VAR is Still Imperfect
At first, for most in sky blue, VAR sounded like an absolute Godsend. This was around the time City fans had just watched Ashley Young wipe out Sergio Aguero inside the penalty area in the Manchester Derby with no punishment, and not long after James Milner committed a clear foul in the box on Raheem Sterling in a crucial Premier League game and got off scot-free. We were desperate for change. But what we’ve ended up getting is inconsistent and run by people too timid to disagree with one another.
In this match, there was the blatant handball in the Zagreb penalty area committed by Théophile-Catherine. We have been told by referees that, for all intents and purposes, a handball in the box will now result in a penalty unless the arm is in a natural position. This wasn’t the case here, but Nicolas Otamendi conceded a penalty last season with a hand much closer to his body. So where’s the consistency? UEFA surely must pick a rule and stick with it.
Joao Cancelo Shows his Potential
Make no mistake, our number 27 is here to conquer the world. We have two of the best right-backs in world football, but while Kyle Walker has already reached his peak, Cancelo has years ahead of him. In this game he grabbed his start with both hands and was, I thought, very good. Considering the plan was clearly to overload the left side, Cancelo still managed to be productive when he got the ball and even showed off his attacking skills with one great lung-busting run past the fullback and another top-class cross to the head of Aguero.
Our new signing reminds me of Danilo with how ready he always is to join the attack, and not just on the overlap – in the centre too. With a better cross from Kun, it could even have been a first City goal for Cancelo late on. If the Portuguese keeps playing this way, I think it’s a matter of time before that goal comes.
Raheem Sterling is a Gamechanger
Even the best players must sometimes start on the bench at Manchester City, and I wouldn’t want it any other way. After all, we’ve seen at Barcelona and Real Madrid the perils of having a talisman like Messi or Ronaldo starting every important match. It’s better for us at this time to have a more balanced and rotatable squad. With that said, our setup is only useful if the players on the bench can actually make a difference once they’ve been subbed on. Raheem Sterling, who’s now so good that even pundits have stopped denying it, did just that.

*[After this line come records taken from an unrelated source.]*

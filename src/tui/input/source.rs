//! Terminal input sources.

use super::signals;
use crossterm::event::{self, Event, KeyCode, KeyEvent, KeyEventKind, KeyModifiers};
use std::{io, time::Duration};

#[cfg(test)]
use std::collections::VecDeque;

const EVENT_POLL_INTERVAL: Duration = Duration::from_millis(50);

/// One unit read from the terminal environment.
#[derive(Debug, Clone, PartialEq, Eq)]
pub enum RawInput {
    /// Bytes as they would arrive on a raw-mode stdin.
    Bytes(Vec<u8>),
    /// The terminal changed size. Delivered out of band.
    Resize,
    /// Ctrl-C, SIGTERM or SIGHUP.
    Interrupt,
}

pub trait EventSource {
    /// Block until something arrives.
    fn next_raw(&mut self) -> io::Result<RawInput>;
}

/// Reads crossterm events and re-encodes keys as raw-mode byte sequences.
#[derive(Debug, Default)]
pub struct CrosstermSource;

impl CrosstermSource {
    pub fn new() -> Self {
        Self
    }
}

impl EventSource for CrosstermSource {
    fn next_raw(&mut self) -> io::Result<RawInput> {
        loop {
            if signals::take_termination_request() {
                return Ok(RawInput::Interrupt);
            }

            if !event::poll(EVENT_POLL_INTERVAL)? {
                continue;
            }

            match event::read()? {
                Event::Key(key) if key.kind != KeyEventKind::Release => {
                    if let Some(raw) = encode_key(key) {
                        return Ok(raw);
                    }
                }
                Event::Resize(_, _) => return Ok(RawInput::Resize),
                _ => {}
            }
        }
    }
}

/// Map a crossterm key to the bytes a raw terminal would have sent.
///
/// A lone `Esc` maps to nothing: crossterm has already separated it from an
/// escape sequence, and forwarding `0x1B` would stall the byte decoder.
pub(crate) fn encode_key(key: KeyEvent) -> Option<RawInput> {
    if key.modifiers.contains(KeyModifiers::CONTROL) {
        return match key.code {
            KeyCode::Char('c') | KeyCode::Char('C') => Some(RawInput::Interrupt),
            _ => None,
        };
    }

    let bytes = match key.code {
        KeyCode::Up => vec![0x1B, 0x5B, 0x41],
        KeyCode::Down => vec![0x1B, 0x5B, 0x42],
        KeyCode::Right => vec![0x1B, 0x5B, 0x43],
        KeyCode::Left => vec![0x1B, 0x5B, 0x44],
        KeyCode::Enter => vec![0x0D],
        KeyCode::Backspace => vec![0x7F],
        KeyCode::Char(ch) if !key.modifiers.contains(KeyModifiers::ALT) => {
            let mut buf = [0u8; 4];
            ch.encode_utf8(&mut buf).as_bytes().to_vec()
        }
        _ => return None,
    };
    Some(RawInput::Bytes(bytes))
}

/// Replays a fixed script, then reports an interrupt forever.
#[cfg(test)]
#[derive(Debug, Default)]
pub(crate) struct ScriptedSource {
    script: VecDeque<RawInput>,
}

#[cfg(test)]
impl ScriptedSource {
    pub(crate) fn new(script: impl IntoIterator<Item = RawInput>) -> Self {
        Self {
            script: script.into_iter().collect(),
        }
    }
}

#[cfg(test)]
impl EventSource for ScriptedSource {
    fn next_raw(&mut self) -> io::Result<RawInput> {
        Ok(self.script.pop_front().unwrap_or(RawInput::Interrupt))
    }
}

#[cfg(test)]
#[path = "../../test/tui/input/source.rs"]
mod tests;
//! Tip line rendering.

use super::theme;
use crate::tui::SettingsApp;
use ratatui::{
    Frame,
    layout::Rect,
    style::{Modifier, Style},
    text::{Line, Span},
    widgets::Paragraph,
};

impl SettingsApp {
    pub(crate) fn render_status_line(&self, frame: &mut Frame, area: Rect) {
        if area.width == 0 || area.height == 0 {
            return;
        }

        let text = theme::truncate_to_width(self.tips.text(), usize::from(area.width));
        let style = Style::default().add_modifier(Modifier::REVERSED);
        frame.render_widget(Paragraph::new(Line::from(Span::styled(text, style))).style(style), area);
    }
}
//! Removal of the whole configuration directory.

use super::ConfigError;
use crate::log_info;
use std::{
    fs,
    path::{Path, PathBuf},
};

pub trait ConfigPurge {
    fn purge(&mut self) -> Result<(), ConfigError>;
}

#[derive(Debug, Clone)]
pub struct DirectoryPurge {
    root: PathBuf,
}

impl DirectoryPurge {
    pub fn new(root: impl Into<PathBuf>) -> Self {
        Self { root: root.into() }
    }

    pub fn root(&self) -> &Path {
        &self.root
    }
}

impl ConfigPurge for DirectoryPurge {
    fn purge(&mut self) -> Result<(), ConfigError> {
        if !self.root.is_dir() {
            log_info!("Nothing to purge at {}", self.root.display());
            return Ok(());
        }

        fs::remove_dir_all(&self.root)?;
        log_info!("Purged configuration directory {}", self.root.display());
        Ok(())
    }
}

#[cfg(test)]
#[path = "../test/config/purge.rs"]
mod tests;
//! Setting categories listed in the navigation pane.

/// Fixed, ordered set of categories. The order is the navigation order.
#[derive(Debug, Clone, Copy, PartialEq, Eq, Hash)]
pub enum Category {
    Credentials,
    PlanTier,
    Protocol,
    DnsManagement,
    KillSwitch,
    SplitTunneling,
    Purge,
}

impl Category {
    pub const ALL: [Category; 7] = [
        Category::Credentials,
        Category::PlanTier,
        Category::Protocol,
        Category::DnsManagement,
        Category::KillSwitch,
        Category::SplitTunneling,
        Category::Purge,
    ];

    pub const COUNT: usize = Self::ALL.len();

    pub fn display_name(self) -> &'static str {
        match self {
            Category::Credentials => "Username and Password",
            Category::PlanTier => "VPN Plan",
            Category::Protocol => "Default Protocol",
            Category::DnsManagement => "DNS Management",
            Category::KillSwitch => "Kill Switch",
            Category::SplitTunneling => "Split Tunneling",
            Category::Purge => "Purge Configuration",
        }
    }

    pub fn from_index(index: usize) -> Option<Self> {
        Self::ALL.get(index).copied()
    }
}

In truth the game was getting concerning before Sterling came on. I wasn’t the only fan in the Etihad glancing nervously at the clock, at the 0-0 scoreline, wondering if either number would change before the final whistle blew. Once Raheem stepped onto the pitch I needn’t have worried. He was excellent, urging the City players back to life with his energy and drive, and got his rewards without having to wait long. People still tell you he ‘only scores tap-ins’, but my response is this: A player who scores twenty-five tap-ins a season is infinitely more valuable than one who scores ten screamers. Give me Sterling over three Alexis Sanchez’s any day of the week.

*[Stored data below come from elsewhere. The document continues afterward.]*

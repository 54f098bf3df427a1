use super::{ConfigStore, KEY_CUSTOM_DNS, KEY_TIER, USER_SECTION, YamlSettingsStore, get_index, get_list, join_list};
use crate::config::ConfigError;
use std::{
    fs,
    path::PathBuf,
    time::{SystemTime, UNIX_EPOCH},
};

fn temp_path(prefix: &str) -> PathBuf {
    let unique = SystemTime::now().duration_since(UNIX_EPOCH).expect("clock should be after epoch").as_nanos();
    std::env::temp_dir().join(format!("vpnset-store-{prefix}-{unique}"))
}

#[test]
fn missing_file_opens_as_empty_store() {
    let root = temp_path("missing");
    let store = YamlSettingsStore::open(root.join("settings.yaml")).expect("open");
    assert_eq!(store.get(USER_SECTION, KEY_TIER).expect("get"), None);
}

#[test]
fn set_writes_through_and_reloads() {
    let root = temp_path("write-through");
    let path = root.join("settings.yaml");

    let mut store = YamlSettingsStore::open(&path).expect("open");
    store.set(USER_SECTION, KEY_TIER, "2").expect("set tier");
    store.set(USER_SECTION, KEY_CUSTOM_DNS, "1.1.1.1, 9.9.9.9").expect("set dns");

    let reopened = YamlSettingsStore::open(&path).expect("reopen");
    assert_eq!(reopened.get(USER_SECTION, KEY_TIER).expect("get"), Some("2".to_string()));
    assert_eq!(get_index(&reopened, USER_SECTION, KEY_TIER).expect("index"), Some(2));
    assert_eq!(
        get_list(&reopened, USER_SECTION, KEY_CUSTOM_DNS).expect("list"),
        vec!["1.1.1.1".to_string(), "9.9.9.9".to_string()]
    );
    assert!(!path.with_extension("yaml.tmp").exists());

    let _ = fs::remove_dir_all(root);
}

#[test]
fn none_literal_reads_as_absent() {
    let root = temp_path("none");
    let mut store = YamlSettingsStore::open(root.join("settings.yaml")).expect("open");
    store.set(USER_SECTION, KEY_CUSTOM_DNS, "None").expect("set");

    assert_eq!(store.get(USER_SECTION, KEY_CUSTOM_DNS).expect("get"), None);
    assert!(get_list(&store, USER_SECTION, KEY_CUSTOM_DNS).expect("list").is_empty());

    let _ = fs::remove_dir_all(root);
}

#[test]
fn unparsable_index_reads_as_absent() {
    let root = temp_path("index");
    let mut store = YamlSettingsStore::open(root.join("settings.yaml")).expect("open");
    store.set(USER_SECTION, KEY_TIER, "plus").expect("set");

    assert_eq!(get_index(&store, USER_SECTION, KEY_TIER).expect("index"), None);

    let _ = fs::remove_dir_all(root);
}

#[test]
fn malformed_document_is_a_parse_error() {
    let root = temp_path("malformed");
    fs::create_dir_all(&root).expect("create root");
    let path = root.join("settings.yaml");
    fs::write(&path, "USER: [not, a, map").expect("write");

    let err = YamlSettingsStore::open(&path).expect_err("malformed yaml");
    assert!(matches!(err, ConfigError::ParseError { .. }));

    let _ = fs::remove_dir_all(root);
}

#[test]
fn join_list_uses_comma_space() {
    let entries = vec!["10.0.0.0/8".to_string(), "192.168.1.1".to_string()];
    assert_eq!(join_list(&entries), "10.0.0.0/8, 192.168.1.1");
}

#[test]
fn bare_scalars_load_as_text() {
    let root = temp_path("scalars");
    fs::create_dir_all(&root).expect("create root");
    let path = root.join("settings.yaml");
    fs::write(&path, "USER:\n  tier: 2\n  killswitch: 0\n  custom_dns: null\n").expect("write");

    let store = YamlSettingsStore::open(&path).expect("open");
    assert_eq!(get_index(&store, USER_SECTION, KEY_TIER).expect("index"), Some(2));
    assert_eq!(store.get(USER_SECTION, KEY_CUSTOM_DNS).expect("get"), None);

    let _ = fs::remove_dir_all(root);
}

#[test]
fn failed_batch_restores_every_key() {
    let root = temp_path("batch");
    let path = root.join("settings.yaml");
    let mut store = YamlSettingsStore::open(&path).expect("open");
    store.set(USER_SECTION, KEY_TIER, "1").expect("seed");

    // A directory in the temp file's place makes the save fail.
    fs::create_dir_all(path.with_extension("yaml.tmp")).expect("block temp file");

    let result = store.set_all(&[(USER_SECTION, KEY_CUSTOM_DNS, "1.1.1.1"), (USER_SECTION, KEY_TIER, "3")]);
    assert!(result.is_err());
    assert_eq!(store.get(USER_SECTION, KEY_CUSTOM_DNS).expect("get"), None);
    assert_eq!(store.get(USER_SECTION, KEY_TIER).expect("get"), Some("1".to_string()));

    let reopened = YamlSettingsStore::open(&path).expect("reopen");
    assert_eq!(reopened.get(USER_SECTION, KEY_TIER).expect("get"), Some("1".to_string()));
    assert_eq!(reopened.get(USER_SECTION, KEY_CUSTOM_DNS).expect("get"), None);

    let _ = fs::remove_dir_all(root);
}
//! Validation of address lists typed into the multi-line editors.

use std::{fmt, net::Ipv4Addr};

const MAX_IPV4_PREFIX: u8 = 32;

#[derive(Debug, Clone, Copy, PartialEq, Eq)]
pub enum AddressRule {
    /// A single dotted-quad IPv4 address.
    Ipv4,
    /// An IPv4 address or an IPv4 network in `address/prefix` form.
    Ipv4OrCidr,
}

#[derive(Debug, Clone, PartialEq, Eq)]
pub enum ValidationError {
    NoEntries,
    InvalidEntry { entry: String, rule: AddressRule },
}

impl fmt::Display for ValidationError {
    fn fmt(&self, f: &mut fmt::Formatter<'_>) -> fmt::Result {
        match self {
            ValidationError::NoEntries => write!(f, "No entries given. Add at least one address."),
            ValidationError::InvalidEntry { entry, rule: AddressRule::Ipv4 } => {
                write!(f, "'{}' is not a valid IPv4 address.", entry)
            }
            ValidationError::InvalidEntry {
                entry,
                rule: AddressRule::Ipv4OrCidr,
            } => write!(f, "'{}' is not a valid IPv4 address or CIDR range.", entry),
        }
    }
}

impl std::error::Error for ValidationError {}

/// Split into lines, trim, drop blanks, then check every remaining entry.
pub fn validate_address_list(text: &str, rule: AddressRule) -> Result<Vec<String>, ValidationError> {
    let entries: Vec<String> = text.lines().map(str::trim).filter(|line| !line.is_empty()).map(str::to_string).collect();

    if entries.is_empty() {
        return Err(ValidationError::NoEntries);
    }

    if let Some(invalid) = entries.iter().find(|entry| !is_valid(entry, rule)) {
        return Err(ValidationError::InvalidEntry {
            entry: invalid.clone(),
            rule,
        });
    }

    Ok(entries)
}

fn is_valid(entry: &str, rule: AddressRule) -> bool {
    match rule {
        AddressRule::Ipv4 => is_ipv4(entry),
        AddressRule::Ipv4OrCidr => match entry.split_once('/') {
            Some((address, prefix)) => is_ipv4(address) && is_ipv4_prefix(prefix),
            None => is_ipv4(entry),
        },
    }
}

fn is_ipv4(text: &str) -> bool {
    text.parse::<Ipv4Addr>().is_ok()
}

fn is_ipv4_prefix(text: &str) -> bool {
    !text.is_empty()
        && text.len() <= 2
        && text.bytes().all(|byte| byte.is_ascii_digit())
        && text.parse::<u8>().is_ok_and(|prefix| prefix <= MAX_IPV4_PREFIX)
}

#[cfg(test)]
#[path = "test/validate.rs"]
mod tests;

Our new record signing is an absolute titan. Watching Rodri live is like watching a beautifully crafted robot designed specifically to play the defensive-midfield position in a Pep team to perfection. He just gets everything right. Against Zagreb- once again- he was composed, brave, progressive, defensively valuable and intelligent in his passing. You can see the way he dictates the play in a more literal way than almost any other player. If Rodri decides he wants City to overload the left side he’ll make it happen, not just by telling his teammates but with the choices he makes when moving the ball. Then, out of nowhere, the play is switched and City are breaking free down the right. Sterling’s goal- and the win- wouldn’t have happened without Rodri’s beautifully weighted pass into Mahrez.
I’m not old enough to remember Pep Guardiola playing, but I imagine Rodri is a pretty good representation of what he was like. However, I certainly am old enough to have seen plenty of Sergio Busquets and, to me at least, there’s an obvious parallel between the two Spaniards. Neither are particularly fast, so they’ve decided to use their brainpower to conquer competitive football. If Rodri is this good at the age of 23, I can’t imagine how high his ceiling could be.